Played Jokes

Shaun was constantly asked if he played basketball. He now answers back by saying, "Hey, do you play minigolf?"
Just played miniature golf with a dwarf, but he just called it golf.
How did the Roman senators picked who will be first to stab the emperor?
They played rock paper Caesar
A lad and a lass from Aberystwyth
United the lips that they kystwyth.
But as they grew older,
They also grew bolder,
And played with the things that they pystwyth.
Did you know Chuck Norris was in every star wars movie?
He played the force.
Why did the pianist have to be rushed into surgery after his latest performance?
He played his heart out.
A prankster played a really dark and dim-witted joke at the theatre. He turned off the lights.

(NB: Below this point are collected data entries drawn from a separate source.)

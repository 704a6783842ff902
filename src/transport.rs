//! The network primitive the dispatcher sits on top of.

use async_trait::async_trait;
use hyper::ext::ReasonPhrase;
use reqwest::header::HeaderMap;
use reqwest::{Client, Method, StatusCode};
use tracing::debug;

use crate::errors::Error;
use crate::request::payload::{MultipartPayload, PartValue};

/// Body as it goes on the wire.
#[derive(Debug, Clone, PartialEq)]
pub enum EncodedBody {
    Empty,
    Text(String),
    Multipart(MultipartPayload),
}

#[derive(Debug, Clone)]
pub struct OutboundRequest {
    pub method: Method,
    pub url: String,
    pub headers: HeaderMap,
    pub body: EncodedBody,
}

#[derive(Debug, Clone)]
pub struct RawResponse {
    pub status: StatusCode,
    pub status_text: String,
    pub headers: HeaderMap,
    pub body: Vec<u8>,
}

/// Performs one network call. Implementations report "no response at all" as
/// `Error::TransportUnreachable`; every answered request is `Ok`, whatever its status.
#[async_trait]
pub trait Transport: Send + Sync {
    async fn send(&self, request: OutboundRequest) -> Result<RawResponse, Error>;
}

#[derive(Clone, Default)]
pub struct ReqwestTransport {
    client: Client,
}

impl ReqwestTransport {
    pub fn new(client: Client) -> Self {
        Self { client }
    }
}

#[async_trait]
impl Transport for ReqwestTransport {
    async fn send(&self, request: OutboundRequest) -> Result<RawResponse, Error> {
        let OutboundRequest {
            method,
            url,
            headers,
            body,
        } = request;
        debug!("transport send: method={} url='{}'", method, url);
        let mut builder = self.client.request(method, &url).headers(headers);
        builder = match body {
            EncodedBody::Empty => builder,
            EncodedBody::Text(text) => builder.body(text),
            EncodedBody::Multipart(payload) => builder.multipart(into_form(payload)?),
        };
        let resp = builder.send().await?;

        let status = resp.status();
        // hyper keeps non-standard reason phrases as an extension; standard ones are dropped
        let status_text = match resp.extensions().get::<ReasonPhrase>() {
            Some(reason) => String::from_utf8_lossy(reason.as_bytes()).into_owned(),
            None => status.canonical_reason().unwrap_or_default().to_string(),
        };
        let headers = resp.headers().clone();
        let body = resp.bytes().await?.to_vec();
        Ok(RawResponse {
            status,
            status_text,
            headers,
            body,
        })
    }
}

fn into_form(payload: MultipartPayload) -> Result<reqwest::multipart::Form, Error> {
    let mut form = reqwest::multipart::Form::new();
    for part in payload.parts {
        form = match part.value {
            PartValue::Text(text) => form.text(part.name, text),
            PartValue::File {
                bytes,
                file_name,
                mime,
            } => {
                let mut file = reqwest::multipart::Part::bytes(bytes).file_name(file_name);
                if let Some(mime) = mime {
                    file = file
                        .mime_str(&mime)
                        .map_err(|e| Error::Payload(format!("invalid mime type '{mime}': {e}")))?;
                }
                form.part(part.name, file)
            }
        };
    }
    Ok(form)
}
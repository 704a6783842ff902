mod common;

use wiremock::matchers::{body_json, body_string, header, method, path, query_param};
use wiremock::{Mock, MockServer, ResponseTemplate};

use bearer_session::{ApiClient, ApiRequest, Error, FieldMap, MultipartPayload, PayloadValue};
use common::{client_for, init_logging, load_config};

fn filter() -> FieldMap {
    FieldMap::new()
        .with("status", "open")
        .with("ids", vec![3_i64, 5])
        .with("paid", true)
        .with("note", PayloadValue::Null)
}

#[tokio::test]
async fn get_fields_become_query_string() {
    let server = MockServer::start().await;
    Mock::given(method("GET"))
        .and(path("/orders"))
        .and(query_param("status", "open"))
        .and(query_param("ids[0]", "3"))
        .and(query_param("ids[1]", "5"))
        .and(query_param("paid", "1"))
        .and(header("authorization", "Bearer T1"))
        .respond_with(ResponseTemplate::new(200).set_body_string("[]"))
        .expect(1)
        .mount(&server)
        .await;

    let client = client_for(&server, "wire-query").await;
    client
        .send(ApiRequest::get("/orders").body(filter()))
        .await
        .expect("query matched");
}

#[tokio::test]
async fn json_content_type_sends_json_body() {
    let server = MockServer::start().await;
    Mock::given(method("POST"))
        .and(path("/orders"))
        .and(header("content-type", "application/json"))
        .and(body_json(serde_json::json!({ "sku": "A-1", "qty": 2 })))
        .respond_with(ResponseTemplate::new(201).set_body_string(r#"{"id":9}"#))
        .expect(1)
        .mount(&server)
        .await;

    let client = client_for(&server, "wire-json").await;
    #[derive(serde::Deserialize)]
    struct Created {
        id: u64,
    }
    let created: Created = client
        .send_json(ApiRequest::post("/orders").json(serde_json::json!({ "sku": "A-1", "qty": 2 })))
        .await
        .unwrap();
    assert_eq!(created.id, 9);
}

#[tokio::test]
async fn patch_fields_are_url_encoded() {
    let server = MockServer::start().await;
    Mock::given(method("PATCH"))
        .and(path("/orders/9"))
        .and(header("content-type", "application/x-www-form-urlencoded"))
        .and(body_string("status=shipped&paid=0"))
        .respond_with(ResponseTemplate::new(204))
        .expect(1)
        .mount(&server)
        .await;

    let client = client_for(&server, "wire-patch").await;
    client
        .send(
            ApiRequest::patch("/orders/9")
                .body(FieldMap::new().with("status", "shipped").with("paid", false)),
        )
        .await
        .unwrap();
}

#[tokio::test]
async fn post_fields_go_out_as_multipart() {
    let server = MockServer::start().await;
    Mock::given(method("POST"))
        .and(path("/uploads"))
        .respond_with(ResponseTemplate::new(200).set_body_string("{}"))
        .mount(&server)
        .await;

    let client = client_for(&server, "wire-multipart").await;
    client
        .send(
            ApiRequest::post("/uploads").body(
                MultipartPayload::new()
                    .text("title", "Q3 report")
                    .file(
                        "doc",
                        "q3.pdf",
                        b"%PDF-1.4".to_vec(),
                        Some("application/pdf".into()),
                    ),
            ),
        )
        .await
        .unwrap();

    let reqs = server.received_requests().await.unwrap_or_default();
    let content_type = reqs[0].headers.get("content-type").unwrap().to_str().unwrap();
    assert!(content_type.starts_with("multipart/form-data"));
    let body = String::from_utf8_lossy(&reqs[0].body);
    assert!(body.contains(r#"name="title""#));
    assert!(body.contains("Q3 report"));
    assert!(body.contains(r#"filename="q3.pdf""#));
}

#[tokio::test]
async fn default_headers_are_sent_and_overridable() {
    init_logging();
    let server = MockServer::start().await;
    Mock::given(method("GET"))
        .and(header("x-tenant", "acme"))
        .and(header("accept-language", "de"))
        .respond_with(ResponseTemplate::new(200))
        .expect(1)
        .mount(&server)
        .await;

    let config = load_config(
        &server,
        "wire-headers",
        serde_json::json!({
            "default_headers": { "x-tenant": "acme", "accept-language": "en" }
        }),
    )
    .await;
    let client = ApiClient::new(config).unwrap();
    client
        .send(
            ApiRequest::get("/me")
                .try_header("accept-language", "de")
                .unwrap(),
        )
        .await
        .unwrap();
}

#[tokio::test]
async fn multipart_on_get_is_rejected_before_sending() {
    let server = MockServer::start().await;
    let client = client_for(&server, "wire-reject").await;
    let err = client
        .send(ApiRequest::get("/orders").body(MultipartPayload::new().text("a", "b")))
        .await
        .unwrap_err();
    assert!(matches!(err, Error::Payload(_)));
    assert!(server.received_requests().await.unwrap_or_default().is_empty());
}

What was the most common game played by Greek Gods?
Hydra and seek.
A bunch of chill-dren from the neighborhood played all afternoon in the snow.

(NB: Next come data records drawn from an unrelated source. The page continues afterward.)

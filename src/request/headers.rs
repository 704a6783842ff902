use reqwest::header::{AUTHORIZATION, HeaderMap, HeaderValue};

use crate::errors::Error;
use crate::token::CredentialStore;

/// Assembles the header set for one request.
///
/// `defaults` are applied first and `extra` overrides them key by key. With `attach_auth`, the
/// token is `token_override` when given, else the store's current access token; an empty
/// resolution adds no `Authorization` header.
pub fn build_headers(
    store: &dyn CredentialStore,
    defaults: &HeaderMap,
    extra: &HeaderMap,
    attach_auth: bool,
    token_override: Option<&str>,
) -> Result<HeaderMap, Error> {
    let mut headers = defaults.clone();
    for name in extra.keys() {
        headers.remove(name);
    }
    for (name, value) in extra {
        headers.append(name.clone(), value.clone());
    }

    if attach_auth {
        let token = match token_override {
            Some(token) => Some(token.to_string()),
            None => store.access_token(),
        };
        if let Some(token) = token.filter(|t| !t.is_empty()) {
            let value = HeaderValue::from_str(&format!("Bearer {token}"))
                .map_err(|e| Error::Header(format!("bearer token is not a valid header: {e}")))?;
            headers.insert(AUTHORIZATION, value);
        }
    }
    Ok(headers)
}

I’ve never lost a game of football basketball or volleyball!
Though I’ve never played a game either.
I'm 6'6", 280lb, and I've played piano for 23 years
I'm a huge pianist.
Have you ever played quiet tennis?
It's just like regular tennis but without the racket.
I once played chess with an Egyptian King...
...I was distracted for a moment, and when I turned around he was blatantly attempting to cheat. I told him that that wasn't very pharaoh.
What did the violin say when it finally played the music correctly?
Viola.
Someone once asked if I ever played the violin
I told him that I had fiddled with it.